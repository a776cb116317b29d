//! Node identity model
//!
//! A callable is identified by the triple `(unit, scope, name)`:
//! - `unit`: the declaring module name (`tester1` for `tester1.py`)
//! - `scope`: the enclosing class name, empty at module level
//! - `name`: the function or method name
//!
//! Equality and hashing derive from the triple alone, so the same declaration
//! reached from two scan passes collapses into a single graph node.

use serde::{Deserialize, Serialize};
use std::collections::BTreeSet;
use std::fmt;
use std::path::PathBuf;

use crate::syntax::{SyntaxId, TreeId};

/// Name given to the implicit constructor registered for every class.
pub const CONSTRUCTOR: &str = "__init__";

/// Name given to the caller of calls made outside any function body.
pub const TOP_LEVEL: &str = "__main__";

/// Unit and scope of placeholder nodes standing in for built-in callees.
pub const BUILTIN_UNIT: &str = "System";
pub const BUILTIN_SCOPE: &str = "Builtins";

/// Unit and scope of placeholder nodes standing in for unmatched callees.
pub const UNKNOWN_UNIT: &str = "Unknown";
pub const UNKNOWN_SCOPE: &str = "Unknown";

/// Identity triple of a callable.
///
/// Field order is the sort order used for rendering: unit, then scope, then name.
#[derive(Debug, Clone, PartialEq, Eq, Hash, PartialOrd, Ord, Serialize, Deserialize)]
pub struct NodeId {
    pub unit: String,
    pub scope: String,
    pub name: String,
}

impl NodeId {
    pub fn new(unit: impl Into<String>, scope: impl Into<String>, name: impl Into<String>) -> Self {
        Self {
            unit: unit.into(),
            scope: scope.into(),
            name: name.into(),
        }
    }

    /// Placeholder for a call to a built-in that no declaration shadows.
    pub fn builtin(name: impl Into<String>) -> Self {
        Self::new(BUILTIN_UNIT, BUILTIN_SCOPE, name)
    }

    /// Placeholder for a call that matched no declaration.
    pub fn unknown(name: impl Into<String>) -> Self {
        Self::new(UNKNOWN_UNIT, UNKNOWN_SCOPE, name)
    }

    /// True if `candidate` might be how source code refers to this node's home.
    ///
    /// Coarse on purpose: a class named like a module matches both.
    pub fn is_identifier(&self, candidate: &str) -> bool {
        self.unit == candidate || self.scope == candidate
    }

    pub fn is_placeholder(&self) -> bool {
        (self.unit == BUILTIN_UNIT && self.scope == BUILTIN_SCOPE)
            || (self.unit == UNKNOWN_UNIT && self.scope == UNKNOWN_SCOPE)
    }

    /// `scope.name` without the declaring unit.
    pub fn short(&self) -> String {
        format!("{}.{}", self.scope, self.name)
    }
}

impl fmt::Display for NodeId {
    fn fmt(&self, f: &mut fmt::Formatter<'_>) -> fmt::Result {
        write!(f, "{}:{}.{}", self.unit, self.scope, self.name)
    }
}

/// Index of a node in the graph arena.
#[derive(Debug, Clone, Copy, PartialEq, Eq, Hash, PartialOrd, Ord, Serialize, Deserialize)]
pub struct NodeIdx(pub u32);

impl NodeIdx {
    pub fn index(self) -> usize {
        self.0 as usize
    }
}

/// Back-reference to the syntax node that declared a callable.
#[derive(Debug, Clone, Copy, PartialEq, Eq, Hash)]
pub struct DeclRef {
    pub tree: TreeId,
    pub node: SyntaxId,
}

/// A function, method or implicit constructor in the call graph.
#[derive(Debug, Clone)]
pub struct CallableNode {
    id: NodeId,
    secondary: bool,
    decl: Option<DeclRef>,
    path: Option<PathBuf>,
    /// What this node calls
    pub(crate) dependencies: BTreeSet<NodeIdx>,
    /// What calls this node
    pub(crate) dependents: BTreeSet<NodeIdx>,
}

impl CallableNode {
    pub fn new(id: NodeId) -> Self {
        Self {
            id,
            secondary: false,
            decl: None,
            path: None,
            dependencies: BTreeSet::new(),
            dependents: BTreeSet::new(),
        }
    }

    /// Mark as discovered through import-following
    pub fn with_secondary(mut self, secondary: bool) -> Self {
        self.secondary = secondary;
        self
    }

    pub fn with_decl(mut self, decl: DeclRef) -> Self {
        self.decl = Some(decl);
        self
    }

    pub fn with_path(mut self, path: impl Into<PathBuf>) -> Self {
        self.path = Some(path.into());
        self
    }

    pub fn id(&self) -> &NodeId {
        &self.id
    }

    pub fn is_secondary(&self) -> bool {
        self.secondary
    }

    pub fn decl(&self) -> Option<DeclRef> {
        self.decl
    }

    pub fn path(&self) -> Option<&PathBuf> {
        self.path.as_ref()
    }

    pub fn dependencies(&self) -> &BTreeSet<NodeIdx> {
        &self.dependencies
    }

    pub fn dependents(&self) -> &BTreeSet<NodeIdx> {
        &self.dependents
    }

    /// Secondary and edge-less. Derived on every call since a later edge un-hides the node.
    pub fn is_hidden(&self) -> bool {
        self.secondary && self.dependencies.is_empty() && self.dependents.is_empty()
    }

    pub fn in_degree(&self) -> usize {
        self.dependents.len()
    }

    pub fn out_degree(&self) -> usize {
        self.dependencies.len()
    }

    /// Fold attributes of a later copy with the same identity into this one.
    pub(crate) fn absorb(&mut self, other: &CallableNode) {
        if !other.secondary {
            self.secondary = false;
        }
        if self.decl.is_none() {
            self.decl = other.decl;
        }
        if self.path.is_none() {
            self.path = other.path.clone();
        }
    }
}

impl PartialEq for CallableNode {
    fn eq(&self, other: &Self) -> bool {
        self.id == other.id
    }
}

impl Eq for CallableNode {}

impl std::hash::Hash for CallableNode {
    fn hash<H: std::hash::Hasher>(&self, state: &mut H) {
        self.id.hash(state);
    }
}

...

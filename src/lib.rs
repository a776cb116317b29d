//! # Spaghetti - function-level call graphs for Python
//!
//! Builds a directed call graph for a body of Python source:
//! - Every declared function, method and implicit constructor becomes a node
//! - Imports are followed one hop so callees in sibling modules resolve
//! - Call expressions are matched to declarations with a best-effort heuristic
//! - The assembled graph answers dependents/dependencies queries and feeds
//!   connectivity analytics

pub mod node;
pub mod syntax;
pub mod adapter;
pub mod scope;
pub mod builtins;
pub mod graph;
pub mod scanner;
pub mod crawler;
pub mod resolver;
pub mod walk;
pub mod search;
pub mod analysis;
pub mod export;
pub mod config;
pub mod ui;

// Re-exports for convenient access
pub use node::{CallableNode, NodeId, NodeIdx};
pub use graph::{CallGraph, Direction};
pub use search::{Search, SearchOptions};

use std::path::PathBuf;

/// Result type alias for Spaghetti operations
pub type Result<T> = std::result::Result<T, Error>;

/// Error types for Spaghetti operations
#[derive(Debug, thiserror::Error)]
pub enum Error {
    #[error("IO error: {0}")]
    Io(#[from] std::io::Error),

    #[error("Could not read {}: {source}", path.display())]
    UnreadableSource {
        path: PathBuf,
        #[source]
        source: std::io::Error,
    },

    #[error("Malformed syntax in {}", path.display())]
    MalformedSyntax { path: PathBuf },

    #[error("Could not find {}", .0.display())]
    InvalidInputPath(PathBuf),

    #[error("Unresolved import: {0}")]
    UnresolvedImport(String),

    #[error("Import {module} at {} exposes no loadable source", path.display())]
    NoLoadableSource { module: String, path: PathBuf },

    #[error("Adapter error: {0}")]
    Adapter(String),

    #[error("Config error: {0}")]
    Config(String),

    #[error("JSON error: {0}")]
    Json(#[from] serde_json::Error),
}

==

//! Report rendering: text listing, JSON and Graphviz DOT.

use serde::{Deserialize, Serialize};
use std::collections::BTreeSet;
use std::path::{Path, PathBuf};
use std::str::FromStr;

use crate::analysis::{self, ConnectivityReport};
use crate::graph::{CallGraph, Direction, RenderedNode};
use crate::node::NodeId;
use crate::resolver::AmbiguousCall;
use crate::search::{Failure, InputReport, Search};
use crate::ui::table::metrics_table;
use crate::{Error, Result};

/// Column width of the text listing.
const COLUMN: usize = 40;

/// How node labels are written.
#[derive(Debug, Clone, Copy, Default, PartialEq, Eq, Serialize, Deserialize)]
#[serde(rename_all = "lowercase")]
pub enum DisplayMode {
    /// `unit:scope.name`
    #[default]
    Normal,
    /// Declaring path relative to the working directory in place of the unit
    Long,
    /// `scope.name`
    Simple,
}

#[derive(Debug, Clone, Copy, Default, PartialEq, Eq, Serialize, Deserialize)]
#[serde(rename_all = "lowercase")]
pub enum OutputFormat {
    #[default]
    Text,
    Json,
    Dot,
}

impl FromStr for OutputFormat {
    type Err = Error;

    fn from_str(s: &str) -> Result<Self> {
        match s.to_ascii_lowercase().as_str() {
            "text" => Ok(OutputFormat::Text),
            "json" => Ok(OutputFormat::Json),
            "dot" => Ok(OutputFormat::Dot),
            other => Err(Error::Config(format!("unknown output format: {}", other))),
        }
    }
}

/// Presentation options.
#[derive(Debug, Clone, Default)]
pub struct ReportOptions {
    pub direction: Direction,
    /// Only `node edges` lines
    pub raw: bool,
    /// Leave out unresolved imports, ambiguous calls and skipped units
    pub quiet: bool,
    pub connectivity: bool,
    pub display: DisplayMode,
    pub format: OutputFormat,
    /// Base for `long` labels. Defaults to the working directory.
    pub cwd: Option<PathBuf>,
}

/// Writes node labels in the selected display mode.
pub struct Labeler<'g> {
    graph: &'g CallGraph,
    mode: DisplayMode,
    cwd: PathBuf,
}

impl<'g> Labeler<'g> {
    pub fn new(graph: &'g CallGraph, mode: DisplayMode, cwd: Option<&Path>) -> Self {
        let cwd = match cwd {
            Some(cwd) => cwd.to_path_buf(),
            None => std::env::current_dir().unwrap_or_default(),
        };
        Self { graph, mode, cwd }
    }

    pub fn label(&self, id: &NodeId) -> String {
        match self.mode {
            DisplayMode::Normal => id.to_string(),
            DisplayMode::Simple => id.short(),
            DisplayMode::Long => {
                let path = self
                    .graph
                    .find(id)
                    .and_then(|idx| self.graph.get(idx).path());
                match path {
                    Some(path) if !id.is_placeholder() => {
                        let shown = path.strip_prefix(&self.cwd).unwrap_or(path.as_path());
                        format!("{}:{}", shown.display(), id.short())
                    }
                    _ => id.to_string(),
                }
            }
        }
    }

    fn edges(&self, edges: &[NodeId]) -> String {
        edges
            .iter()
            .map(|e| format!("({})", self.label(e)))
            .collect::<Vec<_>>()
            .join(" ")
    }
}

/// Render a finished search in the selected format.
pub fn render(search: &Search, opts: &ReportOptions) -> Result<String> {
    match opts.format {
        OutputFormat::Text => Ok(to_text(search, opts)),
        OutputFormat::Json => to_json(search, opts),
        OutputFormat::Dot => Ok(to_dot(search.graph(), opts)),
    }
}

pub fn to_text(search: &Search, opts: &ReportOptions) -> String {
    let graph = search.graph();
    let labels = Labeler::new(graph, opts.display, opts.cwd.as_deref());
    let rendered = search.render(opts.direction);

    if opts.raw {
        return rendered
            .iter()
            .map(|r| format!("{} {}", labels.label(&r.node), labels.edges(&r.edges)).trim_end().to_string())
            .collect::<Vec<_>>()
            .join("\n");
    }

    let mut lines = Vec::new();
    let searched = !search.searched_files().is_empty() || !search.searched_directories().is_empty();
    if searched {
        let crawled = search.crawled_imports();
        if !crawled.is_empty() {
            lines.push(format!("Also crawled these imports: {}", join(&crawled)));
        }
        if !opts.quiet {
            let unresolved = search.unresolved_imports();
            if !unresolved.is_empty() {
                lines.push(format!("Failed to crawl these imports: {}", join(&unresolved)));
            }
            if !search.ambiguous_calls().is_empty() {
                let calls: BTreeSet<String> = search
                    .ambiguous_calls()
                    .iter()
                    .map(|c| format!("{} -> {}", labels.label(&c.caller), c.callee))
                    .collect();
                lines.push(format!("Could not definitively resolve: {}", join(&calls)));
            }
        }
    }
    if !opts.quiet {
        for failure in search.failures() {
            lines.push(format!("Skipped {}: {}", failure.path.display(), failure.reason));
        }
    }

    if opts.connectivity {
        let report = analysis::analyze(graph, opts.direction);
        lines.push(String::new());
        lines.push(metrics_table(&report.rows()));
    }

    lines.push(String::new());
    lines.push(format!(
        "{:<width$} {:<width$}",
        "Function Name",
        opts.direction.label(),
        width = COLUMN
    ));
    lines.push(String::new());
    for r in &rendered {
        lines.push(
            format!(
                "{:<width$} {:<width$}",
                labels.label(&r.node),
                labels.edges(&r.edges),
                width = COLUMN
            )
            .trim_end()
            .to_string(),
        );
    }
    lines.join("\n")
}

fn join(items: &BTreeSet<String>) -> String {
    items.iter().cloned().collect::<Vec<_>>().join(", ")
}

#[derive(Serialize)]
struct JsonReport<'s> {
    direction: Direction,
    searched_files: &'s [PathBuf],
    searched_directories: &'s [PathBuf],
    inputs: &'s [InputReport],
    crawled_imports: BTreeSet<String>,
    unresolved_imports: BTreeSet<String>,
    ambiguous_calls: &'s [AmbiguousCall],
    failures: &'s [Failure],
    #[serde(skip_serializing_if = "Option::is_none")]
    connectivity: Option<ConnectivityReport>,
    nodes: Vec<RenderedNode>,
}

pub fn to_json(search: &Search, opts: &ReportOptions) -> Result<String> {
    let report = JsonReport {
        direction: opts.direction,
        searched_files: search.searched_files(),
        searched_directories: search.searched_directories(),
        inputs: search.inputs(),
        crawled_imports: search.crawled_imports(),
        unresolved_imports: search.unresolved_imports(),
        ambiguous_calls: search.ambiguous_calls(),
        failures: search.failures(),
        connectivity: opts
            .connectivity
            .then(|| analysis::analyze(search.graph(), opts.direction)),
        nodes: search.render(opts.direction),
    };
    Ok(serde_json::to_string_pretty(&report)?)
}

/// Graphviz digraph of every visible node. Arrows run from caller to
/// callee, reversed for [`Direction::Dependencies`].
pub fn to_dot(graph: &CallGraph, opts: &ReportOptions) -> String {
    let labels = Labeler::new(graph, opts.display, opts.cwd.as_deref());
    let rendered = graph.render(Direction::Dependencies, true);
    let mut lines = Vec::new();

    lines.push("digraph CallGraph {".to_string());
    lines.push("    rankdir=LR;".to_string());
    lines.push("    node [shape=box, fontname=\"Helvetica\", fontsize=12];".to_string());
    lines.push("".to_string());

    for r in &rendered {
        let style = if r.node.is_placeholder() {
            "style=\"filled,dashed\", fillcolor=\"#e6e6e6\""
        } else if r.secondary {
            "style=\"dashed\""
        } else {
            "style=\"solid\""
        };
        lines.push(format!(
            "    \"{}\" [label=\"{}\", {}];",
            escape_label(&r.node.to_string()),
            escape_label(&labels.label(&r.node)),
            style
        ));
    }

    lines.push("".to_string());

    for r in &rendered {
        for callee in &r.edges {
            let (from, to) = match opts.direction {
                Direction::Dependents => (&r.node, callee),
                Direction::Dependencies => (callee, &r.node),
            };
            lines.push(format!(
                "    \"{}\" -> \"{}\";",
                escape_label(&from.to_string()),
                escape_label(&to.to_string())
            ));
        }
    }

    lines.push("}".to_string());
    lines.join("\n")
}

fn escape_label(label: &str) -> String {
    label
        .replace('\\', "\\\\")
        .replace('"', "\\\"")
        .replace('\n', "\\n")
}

**PROBLEM DESCRIPTION**
Give the number of lines in the entries that contain the word "Labeler", with no other text.

**THE COMPLETED TASK**
4